:: Prompt ::
Pick out each line of the records that includes the string "Brief", and copy it.

[Saved entries]

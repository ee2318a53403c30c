use sea_orm_migration::prelude::*;

use crate::m20250705_000001_create_companies_table::Companies;

#[derive(DeriveMigrationName)]
pub struct Migration;

#[async_trait::async_trait]
impl MigrationTrait for Migration {
    async fn up(&self, manager: &SchemaManager) -> Result<(), DbErr> {
        // campaignsテーブル作成
        manager
            .create_table(
                Table::create()
                    .table(Campaigns::Table)
                    .if_not_exists()
                    .col(
                        ColumnDef::new(Campaigns::Id)
                            .integer()
                            .not_null()
                            .auto_increment()
                            .primary_key(),
                    )
                    .col(ColumnDef::new(Campaigns::CompanyId).integer().null())
                    .col(ColumnDef::new(Campaigns::Name).string().not_null())
                    .col(ColumnDef::new(Campaigns::Brief).text().null())
                    .col(
                        ColumnDef::new(Campaigns::BrandCommissionRate)
                            .decimal_len(5, 2)
                            .null(),
                    )
                    .col(
                        ColumnDef::new(Campaigns::InfluencerCommissionRate)
                            .decimal_len(5, 2)
                            .null(),
                    )
                    .col(
                        ColumnDef::new(Campaigns::OtherCostsRate)
                            .decimal_len(5, 2)
                            .null(),
                    )
                    .col(
                        ColumnDef::new(Campaigns::StartDate)
                            .timestamp_with_time_zone()
                            .not_null()
                            .default(Expr::current_timestamp()),
                    )
                    .col(
                        ColumnDef::new(Campaigns::EndDate)
                            .timestamp_with_time_zone()
                            .null(),
                    )
                    .col(ColumnDef::new(Campaigns::BrandingImage).text().null())
                    // 外部連携（MLink）の出所情報
                    .col(
                        ColumnDef::new(Campaigns::MlinkId)
                            .string_len(64)
                            .null()
                            .unique_key(),
                    )
                    .col(
                        ColumnDef::new(Campaigns::Source)
                            .string_len(16)
                            .not_null()
                            .default("mlink"),
                    )
                    .col(ColumnDef::new(Campaigns::SourcePayloadJson).json().null())
                    .col(
                        ColumnDef::new(Campaigns::LastSyncedAt)
                            .timestamp_with_time_zone()
                            .null(),
                    )
                    .col(
                        ColumnDef::new(Campaigns::CreatedAt)
                            .timestamp_with_time_zone()
                            .not_null()
                            .default(Expr::current_timestamp()),
                    )
                    .foreign_key(
                        ForeignKey::create()
                            .name("fk_campaigns_company_id")
                            .from(Campaigns::Table, Campaigns::CompanyId)
                            .to(Companies::Table, Companies::Id)
                            .on_delete(ForeignKeyAction::Cascade),
                    )
                    .to_owned(),
            )
            .await?;

        manager
            .create_index(
                Index::create()
                    .name("idx_campaigns_company_id")
                    .table(Campaigns::Table)
                    .col(Campaigns::CompanyId)
                    .to_owned(),
            )
            .await
    }

    async fn down(&self, manager: &SchemaManager) -> Result<(), DbErr> {
        manager
            .drop_table(Table::drop().table(Campaigns::Table).to_owned())
            .await
    }
}

#[derive(DeriveIden)]
pub enum Campaigns {
    Table,
    Id,
    CompanyId,
    Name,
    Brief,
    BrandCommissionRate,
    InfluencerCommissionRate,
    OtherCostsRate,
    StartDate,
    EndDate,
    BrandingImage,
    MlinkId,
    Source,
    SourcePayloadJson,
    LastSyncedAt,
    CreatedAt,
}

:: Result below ::
                    .col(ColumnDef::new(Campaigns::Brief).text().null())
    Brief,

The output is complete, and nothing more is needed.